Le Parquet général près la cour de cassation « éprouve des difficultés énormes pour bien mener les enquêtes jusqu’à leur terme dans les affaires dites « sensibles » qui concernent les membres du gouvernement et les parlementaires ».
C’est, ce qu’a fait savoir le premier président de la cour de cassation David Christophe Mukendi Musanga dans son discours marquant la rentrée judiciaire, lu ce jeudi 15 octobre 2020, devant le chef du gouvernement Sylvestre Ilunga Ilunkamba et les magistrats.
A l’en croire, ces difficultés interviennent surtout lorsque le parquet général près la cour de cassation attend patiemment les décisions de la levée des immunités des poursuites, pour les membres du gouvernement et députés majoritaires issus de la majorité absolue de deux chambres du parlement pour leur mise en accusation.
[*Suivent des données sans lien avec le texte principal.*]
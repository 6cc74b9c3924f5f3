//! keyrelay CLI
//!
//! - `keyrelay ask <PROMPT> [-p PROVIDER]... [-s SYSTEM]`: print one completion
//! - `keyrelay providers`: show key pools per provider

use anyhow::{Context, Result};
use clap::{Parser, Subcommand};
use keyrelay::{DispatchRequest, DispatcherSettings, KeySource, ProviderDispatcher, ProviderId, SettingsLoader};
use std::path::PathBuf;
use tracing_subscriber::EnvFilter;

#[derive(Parser)]
#[command(name = "keyrelay", version, about, long_about = None)]
struct Cli {
    /// Settings file (defaults to the standard search path)
    #[arg(long, global = true)]
    settings: Option<PathBuf>,

    #[command(subcommand)]
    command: Commands,
}

#[derive(Subcommand)]
enum Commands {
    /// Send a prompt and print the first successful completion
    Ask {
        /// Prompt text
        prompt: String,

        /// Provider to try, in order (repeatable). Defaults to the configured order.
        #[arg(short, long = "provider")]
        providers: Vec<String>,

        /// System / instruction message
        #[arg(short, long)]
        system: Option<String>,

        /// Also print which provider answered (to stderr)
        #[arg(long, default_value_t = false)]
        verbose: bool,
    },

    /// List providers and how many keys each has
    Providers,
}

fn init_logging() {
    let filter = EnvFilter::try_from_default_env().unwrap_or_else(|_| EnvFilter::new("keyrelay=info"));
    tracing_subscriber::fmt()
        .with_env_filter(filter)
        .with_writer(std::io::stderr)
        .init();
}

fn load_settings(path: Option<&PathBuf>) -> Result<DispatcherSettings> {
    let loader = match path {
        Some(p) => SettingsLoader::from_path(p)
            .with_context(|| format!("loading settings from {}", p.display()))?,
        None => SettingsLoader::new().context("loading settings")?,
    };
    Ok(loader.into_settings()?)
}

#[tokio::main]
async fn main() -> Result<()> {
    init_logging();
    let cli = Cli::parse();

    let settings = load_settings(cli.settings.as_ref())?;
    let dispatcher = ProviderDispatcher::from_settings(settings, &KeySource::from_env())
        .context("initializing dispatcher")?;

    match cli.command {
        Commands::Ask {
            prompt,
            providers,
            system,
            verbose,
        } => {
            let mut request = DispatchRequest::new(prompt);
            if let Some(system) = system {
                request = request.with_system(system);
            }
            if !providers.is_empty() {
                let order = providers
                    .iter()
                    .map(|p| p.parse::<ProviderId>())
                    .collect::<keyrelay::Result<Vec<_>>>()?;
                request = request.with_providers(order);
            }

            let completion = dispatcher
                .dispatch_request(&request)
                .await
                .context("dispatch failed")?;

            if verbose {
                eprintln!(
                    "[{} after {} attempt(s)]",
                    completion.provider.display_name(),
                    completion.attempts
                );
            }
            println!("{}", completion.text);
        }

        Commands::Providers => {
            let order = dispatcher.default_order();
            for stats in dispatcher.stats() {
                let status = if stats.total_keys > 0 { "available" } else { "no keys" };
                let rank = order
                    .iter()
                    .position(|p| *p == stats.provider)
                    .map(|i| format!("#{}", i + 1))
                    .unwrap_or_else(|| "-".to_string());
                println!(
                    "{:<12} {:<4} {:>2} key(s)  {}",
                    stats.provider, rank, stats.total_keys, status
                );
            }
        }
    }

    Ok(())
}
» Le Parquet général près la cour de cassation rencontre des difficultés pour bien mener les enquêtes jusqu’à leur terme dans les affaires dites sensibles. Il donne là l’impression d’une complicité par extension. Quand il attend patiemment les décisions de levée des immunités des poursuites, pire encore pour les membres du gouvernement, l’autorisation de la majorité absolue de l’Assemblée nationale pour leur mise en accusation, il se développe un sentiment d’impunité qui serait le meilleur terrain de la délinquance et de récidive. Car en droit de procédure pénale, l’absence de non sanctions immédiates serait ressentie comme un encouragement de celle-ci », a constaté David Christophe Mukendi Musanga.
Par conséquent, il estime qu’il est nécessaire de préserver dans l’avenir la justice de tout pouvoir mal intentionné qui veut seulement couvrir les siens et déstabiliser les adversaires.
D. Christophe Mukendi Musanga pense qu’il faut mettre en œuvre des mesures contrairement aux droits fondamentaux des personnes et aux libertés publiques. D’après lui, les immunités des poursuites et les privilèges de juridiction présentent des effets néfastes.
» Les immunités des poursuites et les privilèges de juridiction présentent plusieurs effets pervers. Ceci se décline en une singulière tolérance vis-à-vis des personnes investies des charges d’Etat. Les effets tiennent surtout le fait que les immunités et privilèges conduisent à un usage abusif des fonds publics et à des pratiques attentatoires au patrimoine collectif. D’autres banalisent des pratiques que devraient réprouver la morale publique qui porte atteinte à la probité en commettant toutes sortes d’infractions telles que le viol, l’attentat à la pudeur, la pornographie et autres », a-t-il martelé.
Un comportement, poursuit-il, qui fait à ce que les citoyens perdent confiance des institutions du Pays.
Pour y remédier, le premier président de la cour de cassation souhaite que les membres du gouvernement sauf le premier ministre, les gouverneurs et vice-gouverneurs de provinces ainsi que les ministres provinciaux ne puissent pas bénéficier des immunités des poursuites pour les actes accomplis dans où en dehors de l’exercice de leurs fonctions.
Outre cela, il souhaite également que les membres du parlement, Assemblée nationale et Sénat, et ceux des Assemblées provinciales ne puissent bénéficier des immunités des poursuites que pour les infractions commises à l’occasion des opinions de vote émis dans l’exercice de leurs fonctions.